* _Exercise_: Check each line of the listing for the string "confidence", count the lines that have it, and answer with that number only.

Recorded information: Begin

// Integration tests for the capture session lifecycle
//
// A counting fake backend stands in for inference so tests can assert whether
// analysis ran at all.

use anyhow::{bail, Result};
use async_trait::async_trait;
use health_analysis::analysis::{AnalysisBackend, AudioPayload, Finding, ImagePayload};
use health_analysis::audio::{AudioBackendConfig, SyntheticMicrophone};
use health_analysis::config::{AnalysisConfig, CaptureConfig};
use health_analysis::{
    AnalysisEngine, CaptureInput, CaptureSession, CaptureState, FailureReason, ImageFile,
    Modality, PipelineError, ResultPresenter, Urgency, UserId,
};
use std::sync::atomic::{AtomicUsize, Ordering};
use std::sync::Arc;
use std::time::Duration;

/// Fails the first `failures` calls, then answers after `latency`
struct CountingBackend {
    calls: AtomicUsize,
    failures: usize,
    latency: Duration,
}

impl CountingBackend {
    fn new() -> Arc<Self> {
        Self::with(0, Duration::ZERO)
    }

    fn with(failures: usize, latency: Duration) -> Arc<Self> {
        Arc::new(Self {
            calls: AtomicUsize::new(0),
            failures,
            latency,
        })
    }

    fn calls(&self) -> usize {
        self.calls.load(Ordering::SeqCst)
    }

    async fn answer(&self) -> Result<Finding> {
        let call = self.calls.fetch_add(1, Ordering::SeqCst);
        tokio::time::sleep(self.latency).await;
        if call < self.failures {
            bail!("inference service returned 503");
        }
        Ok(Finding {
            confidence: 88.0,
            diagnosis: "Contact dermatitis".to_string(),
            details: "Localized redness".to_string(),
            recommendations: vec!["Avoid the irritant".to_string()],
            urgency: Some(Urgency::Low),
            symptoms: vec!["Itching".to_string(), "Redness".to_string()],
        })
    }
}

#[async_trait]
impl AnalysisBackend for CountingBackend {
    async fn classify_image(&self, _image: ImagePayload<'_>) -> Result<Finding> {
        self.answer().await
    }

    async fn transcribe(&self, _audio: AudioPayload<'_>) -> Result<String> {
        self.calls.fetch_add(1, Ordering::SeqCst);
        Ok("My skin is itchy and red".to_string())
    }

    async fn interpret(&self, _transcript: &str) -> Result<Finding> {
        self.answer().await
    }

    fn name(&self) -> &str {
        "counting"
    }
}

fn engine(backend: Arc<CountingBackend>) -> AnalysisEngine {
    AnalysisEngine::new(backend, &AnalysisConfig::default())
}

fn session() -> CaptureSession {
    CaptureSession::new(UserId::new("patient-1"), CaptureConfig::default())
}

fn microphone() -> Box<SyntheticMicrophone> {
    Box::new(SyntheticMicrophone::new(AudioBackendConfig::default()))
}

#[tokio::test]
async fn test_image_capture_then_analyze() -> Result<()> {
    let backend = CountingBackend::new();
    let engine = engine(backend.clone());
    let session = session();

    session
        .begin_image_capture(ImageFile::from_bytes("mole.png", "image/png", vec![9; 512]))
        .await?;
    assert_eq!(session.state(), CaptureState::Ready);

    let result = session.analyze(&engine).await?;

    assert_eq!(session.state(), CaptureState::Complete);
    assert_eq!(result.modality(), Modality::Image);
    assert!((0.0..=100.0).contains(&result.confidence().value()));
    assert!(!result.diagnosis().is_empty());
    assert!(matches!(result.urgency(), Urgency::Low | Urgency::Medium | Urgency::High));
    assert!(result.transcription().is_none());
    assert!(result.symptoms().is_none());
    assert_eq!(result.user_id(), &UserId::new("patient-1"));
    assert_eq!(session.result(), Some(result));
    assert_eq!(backend.calls(), 1);
    Ok(())
}

#[tokio::test]
async fn test_image_from_disk() -> Result<()> {
    let dir = tempfile::tempdir()?;
    let path = dir.path().join("rash.jpg");
    std::fs::write(&path, vec![0xFF; 2048])?;
    let session = session();

    session.begin_image_capture(ImageFile::from_path(&path)).await?;

    let input = session.input().expect("input");
    assert_eq!(input.bytes().len(), 2048);
    assert!(matches!(
        input,
        CaptureInput::Image { ref mime_type, .. } if mime_type == "image/jpeg"
    ));
    Ok(())
}

#[tokio::test]
async fn test_non_image_file_fails_session() {
    let session = session();

    let err = session
        .begin_image_capture(ImageFile::from_bytes("report.pdf", "application/pdf", vec![1; 64]))
        .await
        .unwrap_err();

    assert!(matches!(err, PipelineError::InvalidInputKind(_)));
    assert_eq!(session.state(), CaptureState::Failed(FailureReason::InvalidInputKind));
    assert!(session.last_error().is_some());
}

#[tokio::test]
async fn test_oversized_image_fails_session() {
    let config = CaptureConfig {
        max_image_bytes: 1024,
        ..CaptureConfig::default()
    };
    let session = CaptureSession::new(UserId::new("patient-1"), config);

    let err = session
        .begin_image_capture(ImageFile::from_bytes("big.png", "image/png", vec![1; 1025]))
        .await
        .unwrap_err();

    assert!(matches!(err, PipelineError::InvalidInputKind(_)));
    assert!(session.input().is_none());
}

#[tokio::test]
async fn test_oversized_file_on_disk_is_not_loaded() -> Result<()> {
    let dir = tempfile::tempdir()?;
    let path = dir.path().join("scan.png");
    // Sparse 4 GiB file; only its metadata is read
    std::fs::File::create(&path)?.set_len(4 << 30)?;
    let session = session();

    let err = session
        .begin_image_capture(ImageFile::from_path(&path))
        .await
        .unwrap_err();

    assert!(matches!(err, PipelineError::InvalidInputKind(_)));
    assert_eq!(session.state(), CaptureState::Failed(FailureReason::InvalidInputKind));
    assert!(session.input().is_none());
    Ok(())
}

#[tokio::test]
async fn test_cancel_while_image_is_read() -> Result<()> {
    let dir = tempfile::tempdir()?;
    let path = dir.path().join("rash.png");
    std::fs::write(&path, vec![3; 4096])?;
    let session = session();

    // The read suspends on the blocking pool, so cancel lands mid-capture
    let (begun, cancelled) = tokio::join!(
        session.begin_image_capture(ImageFile::from_path(&path)),
        session.cancel(),
    );

    cancelled?;
    assert!(matches!(begun, Err(PipelineError::Cancelled)));
    assert_eq!(session.state(), CaptureState::Failed(FailureReason::Cancelled));
    assert!(session.input().is_none());
    Ok(())
}

#[tokio::test]
async fn test_empty_image_never_reaches_backend() {
    let backend = CountingBackend::new();
    let session = session();

    let err = session
        .begin_image_capture(ImageFile::from_bytes("empty.png", "image/png", Vec::new()))
        .await
        .unwrap_err();
    assert!(matches!(err, PipelineError::InvalidInputKind(_)));

    assert!(session.analyze(&engine(backend.clone())).await.is_err());
    assert_eq!(backend.calls(), 0);
}

#[tokio::test]
async fn test_unreadable_image_path() {
    let session = session();

    let err = session
        .begin_image_capture(ImageFile::from_path("/nonexistent/scan.png"))
        .await
        .unwrap_err();

    assert!(matches!(err, PipelineError::Io(_)));
    assert_eq!(session.state(), CaptureState::Failed(FailureReason::Io));
}

#[tokio::test(start_paused = true)]
async fn test_elapsed_counter_matches_recording_length() -> Result<()> {
    for seconds in [1u64, 3, 7] {
        let session = session();
        let elapsed = session.elapsed();

        session.begin_audio_capture(microphone()).await?;
        assert_eq!(session.state(), CaptureState::Capturing);
        assert_eq!(*elapsed.borrow(), 0);

        tokio::time::sleep(Duration::from_secs(seconds)).await;
        let reported = session.end_audio_capture().await?;

        assert_eq!(reported, seconds);
        assert_eq!(*elapsed.borrow(), seconds);
        assert_eq!(session.state(), CaptureState::Ready);
    }
    Ok(())
}

#[tokio::test(start_paused = true)]
async fn test_recording_becomes_wav_input() -> Result<()> {
    let session = session();
    session.begin_audio_capture(microphone()).await?;
    tokio::time::sleep(Duration::from_secs(2)).await;
    session.end_audio_capture().await?;

    match session.input().expect("input") {
        CaptureInput::Audio {
            bytes,
            duration_seconds,
        } => {
            assert_eq!(&bytes[0..4], b"RIFF");
            assert!(duration_seconds >= 2.0);
        }
        other => panic!("expected audio input, got {}", other.kind()),
    }
    Ok(())
}

#[tokio::test(start_paused = true)]
async fn test_voice_analysis_carries_transcription() -> Result<()> {
    let backend = CountingBackend::new();
    let session = session();
    session.begin_audio_capture(microphone()).await?;
    tokio::time::sleep(Duration::from_secs(2)).await;
    session.end_audio_capture().await?;

    let result = session.analyze(&engine(backend.clone())).await?;

    assert_eq!(result.modality(), Modality::Voice);
    assert_eq!(result.transcription(), Some("My skin is itchy and red"));
    assert_eq!(result.symptoms().map(|s| s.len()), Some(2));
    assert_eq!(backend.calls(), 2);
    Ok(())
}

#[tokio::test(start_paused = true)]
async fn test_cancel_immediately_after_begin() -> Result<()> {
    let backend = CountingBackend::new();
    let session = session();
    let elapsed = session.elapsed();

    session.begin_audio_capture(microphone()).await?;
    session.cancel().await?;

    assert_eq!(session.state(), CaptureState::Failed(FailureReason::Cancelled));
    assert!(matches!(
        session.analyze(&engine(backend.clone())).await,
        Err(PipelineError::Cancelled)
    ));
    assert_eq!(backend.calls(), 0);
    assert!(session.result().is_none());

    // Counter is stopped
    let stopped_at = *elapsed.borrow();
    tokio::time::sleep(Duration::from_secs(5)).await;
    assert_eq!(*elapsed.borrow(), stopped_at);
    Ok(())
}

#[tokio::test(start_paused = true)]
async fn test_cancel_during_analysis_discards_result() -> Result<()> {
    let backend = CountingBackend::with(0, Duration::from_secs(3));
    let engine = engine(backend.clone());
    let session = CaptureSession::from_input(
        UserId::new("patient-1"),
        CaptureConfig::default(),
        CaptureInput::image(vec![5; 512], "image/png")?,
    )?;

    let (analyzed, cancelled) = tokio::join!(session.analyze(&engine), async {
        tokio::time::sleep(Duration::from_secs(1)).await;
        session.cancel().await
    });

    cancelled?;
    assert!(matches!(analyzed, Err(PipelineError::Cancelled)));
    assert_eq!(backend.calls(), 1);
    assert!(session.result().is_none());
    assert!(session.state().is_cancelled());
    Ok(())
}

#[tokio::test(start_paused = true)]
async fn test_concurrent_analyze_is_rejected() -> Result<()> {
    let backend = CountingBackend::with(0, Duration::from_secs(2));
    let engine = engine(backend.clone());
    let session = CaptureSession::from_input(
        UserId::new("patient-1"),
        CaptureConfig::default(),
        CaptureInput::image(vec![5; 512], "image/png")?,
    )?;

    let (first, second) = tokio::join!(session.analyze(&engine), session.analyze(&engine));

    assert!(first.is_ok());
    assert!(matches!(second, Err(PipelineError::AlreadyAnalyzing)));
    assert_eq!(backend.calls(), 1);
    assert_eq!(session.state(), CaptureState::Complete);
    Ok(())
}

#[tokio::test]
async fn test_backend_failure_allows_retry() -> Result<()> {
    let backend = CountingBackend::with(1, Duration::ZERO);
    let engine = engine(backend.clone());
    let session = CaptureSession::from_input(
        UserId::new("patient-1"),
        CaptureConfig::default(),
        CaptureInput::image(vec![5; 512], "image/png")?,
    )?;

    let err = session.analyze(&engine).await.unwrap_err();
    assert!(matches!(err, PipelineError::AnalysisFailed { .. }));
    assert!(err.is_recoverable());
    assert_eq!(session.state(), CaptureState::Ready);
    assert!(session.last_error().unwrap().contains("503"));

    let result = session.analyze(&engine).await?;
    assert_eq!(result.diagnosis(), "Contact dermatitis");
    assert_eq!(backend.calls(), 2);
    assert!(session.last_error().is_none());
    Ok(())
}

#[tokio::test]
async fn test_permission_denied_fails_session() {
    let session = session();

    let err = session
        .begin_audio_capture(Box::new(SyntheticMicrophone::denied(AudioBackendConfig::default())))
        .await
        .unwrap_err();

    assert!(matches!(err, PipelineError::PermissionDenied));
    assert!(err.is_user_facing());
    assert_eq!(session.state(), CaptureState::Failed(FailureReason::PermissionDenied));
}

#[tokio::test(start_paused = true)]
async fn test_second_end_audio_capture_is_misuse() -> Result<()> {
    let session = session();
    session.begin_audio_capture(microphone()).await?;
    tokio::time::sleep(Duration::from_secs(2)).await;
    session.end_audio_capture().await?;
    assert_eq!(session.state(), CaptureState::Ready);

    let err = session.end_audio_capture().await.unwrap_err();

    assert!(matches!(err, PipelineError::InvalidStateTransition { .. }));
    assert_eq!(
        session.state(),
        CaptureState::Failed(FailureReason::InvalidStateTransition)
    );
    assert!(session.input().is_none());
    Ok(())
}

#[tokio::test]
async fn test_end_without_begin_is_misuse() {
    let session = session();

    let err = session.end_audio_capture().await.unwrap_err();

    assert!(matches!(err, PipelineError::InvalidStateTransition { .. }));
    assert!(!err.is_user_facing());
    assert_eq!(
        session.state(),
        CaptureState::Failed(FailureReason::InvalidStateTransition)
    );
}

#[tokio::test]
async fn test_cancel_after_complete_leaves_result() -> Result<()> {
    let engine = engine(CountingBackend::new());
    let session = CaptureSession::from_input(
        UserId::new("patient-1"),
        CaptureConfig::default(),
        CaptureInput::image(vec![5; 512], "image/png")?,
    )?;
    session.analyze(&engine).await?;

    assert!(matches!(
        session.cancel().await,
        Err(PipelineError::InvalidStateTransition { .. })
    ));
    assert_eq!(session.state(), CaptureState::Complete);
    assert!(session.result().is_some());
    Ok(())
}

#[tokio::test(start_paused = true)]
async fn test_presenter_waits_for_result() -> Result<()> {
    let engine = engine(CountingBackend::with(0, Duration::from_secs(3)));
    let session = CaptureSession::from_input(
        UserId::new("patient-1"),
        CaptureConfig::default(),
        CaptureInput::image(vec![5; 512], "image/png")?,
    )?;
    let mut presenter = ResultPresenter::for_session(&session);
    assert!(presenter.latest().is_none());

    let (analyzed, presented) = tokio::join!(session.analyze(&engine), presenter.wait_for_result());

    assert_eq!(presented, Some(analyzed?));
    assert!(presenter.latest().is_some());
    Ok(())
}

#[tokio::test]
async fn test_presenter_gives_up_on_failed_session() {
    let session = session();
    let mut presenter = ResultPresenter::for_session(&session);

    let _ = session
        .begin_audio_capture(Box::new(SyntheticMicrophone::denied(AudioBackendConfig::default())))
        .await;

    assert_eq!(presenter.wait_for_result().await, None);
}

Recorded information: End

* _Your response_: 2